Activity ▸ Give the data again exactly, stopping after the "pub async fn health_check()" line.

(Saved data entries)
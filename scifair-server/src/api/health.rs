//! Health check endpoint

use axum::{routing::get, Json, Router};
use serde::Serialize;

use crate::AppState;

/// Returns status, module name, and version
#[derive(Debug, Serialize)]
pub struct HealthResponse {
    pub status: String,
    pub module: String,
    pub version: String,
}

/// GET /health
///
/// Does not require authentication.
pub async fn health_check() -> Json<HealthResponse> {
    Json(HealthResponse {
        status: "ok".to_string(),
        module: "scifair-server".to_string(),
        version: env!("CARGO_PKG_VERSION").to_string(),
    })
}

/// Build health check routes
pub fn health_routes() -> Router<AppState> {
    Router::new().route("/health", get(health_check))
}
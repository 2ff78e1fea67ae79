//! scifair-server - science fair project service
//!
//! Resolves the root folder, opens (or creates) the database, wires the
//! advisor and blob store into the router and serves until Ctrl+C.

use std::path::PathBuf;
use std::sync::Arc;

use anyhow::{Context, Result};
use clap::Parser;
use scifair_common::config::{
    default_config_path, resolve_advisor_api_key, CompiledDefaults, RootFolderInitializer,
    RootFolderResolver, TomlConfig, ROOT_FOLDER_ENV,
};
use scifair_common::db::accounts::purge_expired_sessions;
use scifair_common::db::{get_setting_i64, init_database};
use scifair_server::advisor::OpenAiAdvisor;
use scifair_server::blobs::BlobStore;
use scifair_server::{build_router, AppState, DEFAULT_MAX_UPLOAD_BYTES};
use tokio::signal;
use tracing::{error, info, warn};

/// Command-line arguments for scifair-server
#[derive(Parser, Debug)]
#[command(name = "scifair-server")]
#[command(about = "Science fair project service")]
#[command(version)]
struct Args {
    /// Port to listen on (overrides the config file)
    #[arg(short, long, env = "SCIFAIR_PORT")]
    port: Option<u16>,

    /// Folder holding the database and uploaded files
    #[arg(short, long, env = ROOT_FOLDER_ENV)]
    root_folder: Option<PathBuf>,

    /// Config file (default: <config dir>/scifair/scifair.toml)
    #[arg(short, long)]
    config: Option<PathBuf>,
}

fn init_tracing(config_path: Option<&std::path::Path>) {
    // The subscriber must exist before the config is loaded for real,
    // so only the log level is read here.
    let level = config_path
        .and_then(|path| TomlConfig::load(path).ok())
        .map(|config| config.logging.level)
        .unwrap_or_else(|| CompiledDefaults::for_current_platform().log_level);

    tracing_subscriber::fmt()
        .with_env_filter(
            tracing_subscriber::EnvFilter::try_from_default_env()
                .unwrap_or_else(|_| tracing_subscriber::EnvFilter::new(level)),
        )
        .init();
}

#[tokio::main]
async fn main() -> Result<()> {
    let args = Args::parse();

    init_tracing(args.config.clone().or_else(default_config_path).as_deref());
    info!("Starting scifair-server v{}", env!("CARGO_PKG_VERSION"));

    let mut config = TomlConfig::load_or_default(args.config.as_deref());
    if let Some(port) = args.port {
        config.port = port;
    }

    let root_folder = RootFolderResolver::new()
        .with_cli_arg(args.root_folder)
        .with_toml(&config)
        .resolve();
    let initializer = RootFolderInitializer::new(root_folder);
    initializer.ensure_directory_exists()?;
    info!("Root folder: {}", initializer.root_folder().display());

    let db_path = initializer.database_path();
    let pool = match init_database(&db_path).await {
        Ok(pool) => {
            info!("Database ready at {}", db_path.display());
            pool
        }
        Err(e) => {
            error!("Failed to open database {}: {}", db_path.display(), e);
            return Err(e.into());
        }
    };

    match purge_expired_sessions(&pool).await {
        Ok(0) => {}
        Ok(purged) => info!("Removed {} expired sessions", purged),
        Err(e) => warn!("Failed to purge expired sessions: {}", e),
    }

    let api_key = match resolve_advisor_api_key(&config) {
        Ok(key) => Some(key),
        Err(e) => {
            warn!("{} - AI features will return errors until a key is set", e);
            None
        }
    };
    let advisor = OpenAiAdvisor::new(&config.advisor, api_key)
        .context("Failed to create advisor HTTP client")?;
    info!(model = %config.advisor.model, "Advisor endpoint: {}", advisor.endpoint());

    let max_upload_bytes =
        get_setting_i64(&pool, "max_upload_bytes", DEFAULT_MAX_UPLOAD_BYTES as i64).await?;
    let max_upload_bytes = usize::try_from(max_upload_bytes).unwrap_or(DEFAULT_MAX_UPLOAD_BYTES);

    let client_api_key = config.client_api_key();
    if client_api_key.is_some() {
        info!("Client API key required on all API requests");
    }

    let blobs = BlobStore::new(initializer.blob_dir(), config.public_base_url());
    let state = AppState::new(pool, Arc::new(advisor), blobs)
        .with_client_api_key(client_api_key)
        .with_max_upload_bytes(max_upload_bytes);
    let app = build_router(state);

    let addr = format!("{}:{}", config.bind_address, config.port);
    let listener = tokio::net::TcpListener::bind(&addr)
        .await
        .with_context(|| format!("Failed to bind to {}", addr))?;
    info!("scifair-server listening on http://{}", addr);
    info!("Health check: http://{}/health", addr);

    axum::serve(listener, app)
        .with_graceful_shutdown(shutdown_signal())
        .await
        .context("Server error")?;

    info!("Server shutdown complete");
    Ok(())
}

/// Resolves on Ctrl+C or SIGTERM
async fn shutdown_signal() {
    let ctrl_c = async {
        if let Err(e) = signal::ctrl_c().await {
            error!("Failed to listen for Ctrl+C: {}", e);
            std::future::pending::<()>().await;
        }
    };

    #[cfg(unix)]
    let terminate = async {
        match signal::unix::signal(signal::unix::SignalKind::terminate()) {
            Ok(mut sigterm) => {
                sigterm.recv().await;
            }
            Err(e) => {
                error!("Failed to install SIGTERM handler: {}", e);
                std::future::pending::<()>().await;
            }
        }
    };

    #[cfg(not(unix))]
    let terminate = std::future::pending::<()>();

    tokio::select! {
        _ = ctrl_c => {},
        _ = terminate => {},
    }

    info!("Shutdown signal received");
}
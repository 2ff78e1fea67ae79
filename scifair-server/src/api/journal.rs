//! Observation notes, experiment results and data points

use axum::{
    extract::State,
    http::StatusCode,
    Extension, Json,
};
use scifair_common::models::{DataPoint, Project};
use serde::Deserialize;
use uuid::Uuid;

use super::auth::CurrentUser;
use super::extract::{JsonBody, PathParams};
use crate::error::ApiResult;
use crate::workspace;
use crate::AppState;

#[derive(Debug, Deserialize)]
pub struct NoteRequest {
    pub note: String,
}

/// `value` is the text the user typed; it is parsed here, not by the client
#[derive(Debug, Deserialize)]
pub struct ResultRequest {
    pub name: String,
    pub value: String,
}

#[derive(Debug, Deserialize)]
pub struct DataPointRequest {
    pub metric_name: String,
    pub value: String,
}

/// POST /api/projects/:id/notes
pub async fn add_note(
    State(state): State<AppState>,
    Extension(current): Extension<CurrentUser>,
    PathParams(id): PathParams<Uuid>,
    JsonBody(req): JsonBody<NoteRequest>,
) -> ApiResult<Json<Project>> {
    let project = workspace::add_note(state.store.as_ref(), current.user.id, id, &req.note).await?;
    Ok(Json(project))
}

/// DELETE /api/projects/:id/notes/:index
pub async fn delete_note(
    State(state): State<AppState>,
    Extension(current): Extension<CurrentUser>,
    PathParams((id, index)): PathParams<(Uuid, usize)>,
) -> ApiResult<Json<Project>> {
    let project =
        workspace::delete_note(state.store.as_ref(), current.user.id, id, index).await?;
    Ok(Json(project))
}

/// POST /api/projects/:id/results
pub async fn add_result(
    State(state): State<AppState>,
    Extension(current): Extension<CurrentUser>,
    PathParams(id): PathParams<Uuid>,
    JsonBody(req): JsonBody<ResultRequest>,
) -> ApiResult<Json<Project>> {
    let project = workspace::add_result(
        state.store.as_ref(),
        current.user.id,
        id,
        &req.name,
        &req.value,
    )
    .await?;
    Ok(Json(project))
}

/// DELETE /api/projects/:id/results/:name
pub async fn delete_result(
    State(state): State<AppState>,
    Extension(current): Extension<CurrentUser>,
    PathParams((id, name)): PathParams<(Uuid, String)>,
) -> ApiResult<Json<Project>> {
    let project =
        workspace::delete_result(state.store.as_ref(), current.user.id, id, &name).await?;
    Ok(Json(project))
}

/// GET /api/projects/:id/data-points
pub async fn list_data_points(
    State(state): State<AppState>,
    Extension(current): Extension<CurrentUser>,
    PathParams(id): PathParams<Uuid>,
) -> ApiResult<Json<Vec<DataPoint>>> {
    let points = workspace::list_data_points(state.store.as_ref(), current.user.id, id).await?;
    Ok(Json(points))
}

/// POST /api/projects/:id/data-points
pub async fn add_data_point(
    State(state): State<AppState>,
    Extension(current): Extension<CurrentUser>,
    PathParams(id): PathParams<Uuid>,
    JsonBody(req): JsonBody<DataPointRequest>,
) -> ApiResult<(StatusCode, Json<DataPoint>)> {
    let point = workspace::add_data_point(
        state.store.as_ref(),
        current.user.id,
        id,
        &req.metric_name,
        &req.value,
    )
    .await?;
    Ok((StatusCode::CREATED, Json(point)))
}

Response for this exercise ▸
filename scifair-server/src/api/health.rs
//! Health check endpoint

use axum::{routing::get, Json, Router};
use serde::Serialize;

use crate::AppState;

/// Returns status, module name, and version
#[derive(Debug, Serialize)]
pub struct HealthResponse {
    pub status: String,
    pub module: String,
    pub version: String,
}

/// GET /health
///
/// Does not require authentication.
pub async fn health_check() -> Json<HealthResponse> {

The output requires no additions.